## TASK DESCRIPTION:
Print the first line of the material below and each line after it, exactly as written, ending with the line that contains "String, state: EngineState".

──────── DATA LISTING

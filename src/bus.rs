//! In-process publish/subscribe event channel.
//!
//! The only coupling mechanism between the turn controller, engine
//! supervisor, wake client, and conversation engine. Synchronous and
//! process-local: `publish` invokes current subscribers for the event's
//! topic in subscription order. A panicking handler is caught and logged so
//! one faulty listener cannot block the others.

use crate::engines::EngineState;
use crate::turn::{AmplitudeSample, CaptureMode, CaptureOutcome};
use std::collections::HashMap;
use std::panic::{AssertUnwindSafe, catch_unwind};
use std::sync::{Arc, Mutex};

/// Topics events are grouped under for subscription.
#[derive(Debug, Clone, Copy, PartialEq, Eq, Hash)]
pub enum Topic {
    /// Wake-word sidecar detected an activation phrase.
    WakeTriggered,
    /// A capture session started.
    CaptureStarted,
    /// A capture session stopped (auto, manual, or barge-in).
    CaptureStopped,
    /// Per-frame loudness sample for UI feedback.
    Amplitude,
    /// User spoke over synthesis playback.
    BargeIn,
    /// Synthesis playback started.
    SpeechStarted,
    /// Synthesis playback ended.
    SpeechEnded,
    /// A supervised engine changed readiness state.
    EngineState,
    /// The wake socket went down (possibly permanently).
    WakeSocketDown,
}

/// Tagged event payloads, one variant per topic.
#[derive(Debug, Clone)]
pub enum BusEvent {
    WakeTriggered { persona: String },
    CaptureStarted { mode: CaptureMode },
    CaptureStopped { outcome: CaptureOutcome },
    Amplitude { sample: AmplitudeSample },
    BargeIn,
    SpeechStarted,
    SpeechEnded,
    EngineState { name: String, state: EngineState },
    WakeSocketDown { permanent: bool },
}

impl BusEvent {
    /// The topic this event is delivered under.
    pub fn topic(&self) -> Topic {
        match self {
            BusEvent::WakeTriggered { .. } => Topic::WakeTriggered,
            BusEvent::CaptureStarted { .. } => Topic::CaptureStarted,
            BusEvent::CaptureStopped { .. } => Topic::CaptureStopped,
            BusEvent::Amplitude { .. } => Topic::Amplitude,
            BusEvent::BargeIn => Topic::BargeIn,
            BusEvent::SpeechStarted => Topic::SpeechStarted,
            BusEvent::SpeechEnded => Topic::SpeechEnded,
            BusEvent::EngineState { .. } => Topic::EngineState,
            BusEvent::WakeSocketDown { .. } => Topic::WakeSocketDown,
        }
    }
}

type Handler = Arc<dyn Fn(&BusEvent) + Send + Sync>;

#[derive(Default)]
struct Registry {
    next_id: u64,
    subscribers: HashMap<Topic, Vec<(u64, Handler)>>,
}

/// Handle for a single subscription; consume it to unsubscribe.
#[must_use = "dropping a Subscription without unsubscribing leaves the handler registered"]
pub struct Subscription {
    topic: Topic,
    id: u64,
    registry: Arc<Mutex<Registry>>,
}

impl Subscription {
    /// Remove the handler from the bus. Idempotent by construction: each
    /// subscription owns exactly one registry entry.
    pub fn unsubscribe(self) {
        let mut registry = self.registry.lock().unwrap_or_else(|e| e.into_inner());
        if let Some(handlers) = registry.subscribers.get_mut(&self.topic) {
            handlers.retain(|(id, _)| *id != self.id);
        }
    }
}

/// The shared event channel. Cheap to clone; clones share one registry.
#[derive(Clone, Default)]
pub struct EventBus {
    registry: Arc<Mutex<Registry>>,
}

impl EventBus {
    pub fn new() -> Self {
        Self::default()
    }

    /// Register a handler for one topic. Handlers run synchronously inside
    /// `publish`, in subscription order.
    pub fn subscribe<F>(&self, topic: Topic, handler: F) -> Subscription
    where
        F: Fn(&BusEvent) + Send + Sync + 'static,
    {
        let mut registry = self.registry.lock().unwrap_or_else(|e| e.into_inner());
        let id = registry.next_id;
        registry.next_id += 1;
        registry
            .subscribers
            .entry(topic)
            .or_default()
            .push((id, Arc::new(handler)));
        Subscription {
            topic,
            id,
            registry: Arc::clone(&self.registry),
        }
    }

    /// Deliver an event to every current subscriber of its topic.
    ///
    /// The subscriber list is snapshotted before dispatch so handlers may
    /// subscribe or unsubscribe reentrantly without deadlocking.
    pub fn publish(&self, event: BusEvent) {
        let topic = event.topic();
        let handlers: Vec<Handler> = {
            let registry = self.registry.lock().unwrap_or_else(|e| e.into_inner());
            registry
                .subscribers
                .get(&topic)
                .map(|h| h.iter().map(|(_, f)| Arc::clone(f)).collect())
                .unwrap_or_default()
        };

        for handler in handlers {
            if catch_unwind(AssertUnwindSafe(|| handler(&event))).is_err() {
                tracing::error!(?topic, "event handler panicked; continuing with remaining subscribers");
            }
        }
    }

    /// Number of subscribers currently registered for a topic.
    pub fn subscriber_count(&self, topic: Topic) -> usize {
        let registry = self.registry.lock().unwrap_or_else(|e| e.into_inner());
        registry
            .subscribers
            .get(&topic)
            .map(|h| h.len())
            .unwrap_or(0)
    }
}

#[cfg(test)]
mod tests {
    use super::*;
    use std::sync::atomic::{AtomicUsize, Ordering};

    #[test]
    fn publish_reaches_subscriber() {
        let bus = EventBus::new();
        let hits = Arc::new(AtomicUsize::new(0));

        let hits_clone = Arc::clone(&hits);
        let sub = bus.subscribe(Topic::BargeIn, move |_| {
            hits_clone.fetch_add(1, Ordering::SeqCst);
        });

        bus.publish(BusEvent::BargeIn);
        assert_eq!(hits.load(Ordering::SeqCst), 1);
        sub.unsubscribe();
    }

    #[test]
    fn publish_only_reaches_matching_topic() {
        let bus = EventBus::new();
        let hits = Arc::new(AtomicUsize::new(0));

        let hits_clone = Arc::clone(&hits);
        let sub = bus.subscribe(Topic::SpeechStarted, move |_| {
            hits_clone.fetch_add(1, Ordering::SeqCst);
        });

        bus.publish(BusEvent::SpeechEnded);
        assert_eq!(hits.load(Ordering::SeqCst), 0);

        bus.publish(BusEvent::SpeechStarted);
        assert_eq!(hits.load(Ordering::SeqCst), 1);
        sub.unsubscribe();
    }

    #[test]
    fn subscribers_run_in_subscription_order() {
        let bus = EventBus::new();
        let order = Arc::new(Mutex::new(Vec::new()));

        let o1 = Arc::clone(&order);
        let s1 = bus.subscribe(Topic::BargeIn, move |_| o1.lock().unwrap().push(1));
        let o2 = Arc::clone(&order);
        let s2 = bus.subscribe(Topic::BargeIn, move |_| o2.lock().unwrap().push(2));
        let o3 = Arc::clone(&order);
        let s3 = bus.subscribe(Topic::BargeIn, move |_| o3.lock().unwrap().push(3));

        bus.publish(BusEvent::BargeIn);
        assert_eq!(*order.lock().unwrap(), vec![1, 2, 3]);

        s1.unsubscribe();
        s2.unsubscribe();
        s3.unsubscribe();
    }

    #[test]
    fn unsubscribe_stops_delivery() {
        let bus = EventBus::new();
        let hits = Arc::new(AtomicUsize::new(0));

        let hits_clone = Arc::clone(&hits);
        let sub = bus.subscribe(Topic::BargeIn, move |_| {
            hits_clone.fetch_add(1, Ordering::SeqCst);
        });

        bus.publish(BusEvent::BargeIn);
        sub.unsubscribe();
        bus.publish(BusEvent::BargeIn);

        assert_eq!(hits.load(Ordering::SeqCst), 1);
        assert_eq!(bus.subscriber_count(Topic::BargeIn), 0);
    }

    #[test]
    fn panicking_handler_does_not_block_others() {
        let bus = EventBus::new();
        let hits = Arc::new(AtomicUsize::new(0));

        let s1 = bus.subscribe(Topic::BargeIn, |_| panic!("faulty listener"));
        let hits_clone = Arc::clone(&hits);
        let s2 = bus.subscribe(Topic::BargeIn, move |_| {
            hits_clone.fetch_add(1, Ordering::SeqCst);
        });

        bus.publish(BusEvent::BargeIn);
        assert_eq!(hits.load(Ordering::SeqCst), 1);

        s1.unsubscribe();
        s2.unsubscribe();
    }

    #[test]
    fn handler_may_subscribe_reentrantly() {
        let bus = EventBus::new();
        let inner_bus = bus.clone();
        let late = Arc::new(Mutex::new(Vec::new()));

        let late_clone = Arc::clone(&late);
        let sub = bus.subscribe(Topic::BargeIn, move |_| {
            // Subscribing from inside a handler must not deadlock.
            let s = inner_bus.subscribe(Topic::SpeechEnded, |_| {});
            late_clone.lock().unwrap().push(s);
        });

        bus.publish(BusEvent::BargeIn);
        assert_eq!(bus.subscriber_count(Topic::SpeechEnded), 1);

        sub.unsubscribe();
        let Ok(late) = Arc::try_unwrap(late) else {
            panic!("late subscription list still shared");
        };
        for s in late.into_inner().unwrap() {
            s.unsubscribe();
        }
    }

    #[test]
    fn clones_share_one_registry() {
        let bus = EventBus::new();
        let other = bus.clone();
        let hits = Arc::new(AtomicUsize::new(0));

        let hits_clone = Arc::clone(&hits);
        let sub = other.subscribe(Topic::BargeIn, move |_| {
            hits_clone.fetch_add(1, Ordering::SeqCst);
        });

        bus.publish(BusEvent::BargeIn);
        assert_eq!(hits.load(Ordering::SeqCst), 1);
        sub.unsubscribe();
    }
}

────────────────

## SOLUTION:
filename src/bus.rs
//! In-process publish/subscribe event channel.
//!
//! The only coupling mechanism between the turn controller, engine
//! supervisor, wake client, and conversation engine. Synchronous and
//! process-local: `publish` invokes current subscribers for the event's
//! topic in subscription order. A panicking handler is caught and logged so
//! one faulty listener cannot block the others.

use crate::engines::EngineState;
use crate::turn::{AmplitudeSample, CaptureMode, CaptureOutcome};
use std::collections::HashMap;
use std::panic::{AssertUnwindSafe, catch_unwind};
use std::sync::{Arc, Mutex};

/// Topics events are grouped under for subscription.
#[derive(Debug, Clone, Copy, PartialEq, Eq, Hash)]
pub enum Topic {
    /// Wake-word sidecar detected an activation phrase.
    WakeTriggered,
    /// A capture session started.
    CaptureStarted,
    /// A capture session stopped (auto, manual, or barge-in).
    CaptureStopped,
    /// Per-frame loudness sample for UI feedback.
    Amplitude,
    /// User spoke over synthesis playback.
    BargeIn,
    /// Synthesis playback started.
    SpeechStarted,
    /// Synthesis playback ended.
    SpeechEnded,
    /// A supervised engine changed readiness state.
    EngineState,
    /// The wake socket went down (possibly permanently).
    WakeSocketDown,
}

/// Tagged event payloads, one variant per topic.
#[derive(Debug, Clone)]
pub enum BusEvent {
    WakeTriggered { persona: String },
    CaptureStarted { mode: CaptureMode },
    CaptureStopped { outcome: CaptureOutcome },
    Amplitude { sample: AmplitudeSample },
    BargeIn,
    SpeechStarted,
    SpeechEnded,
    EngineState { name: String, state: EngineState },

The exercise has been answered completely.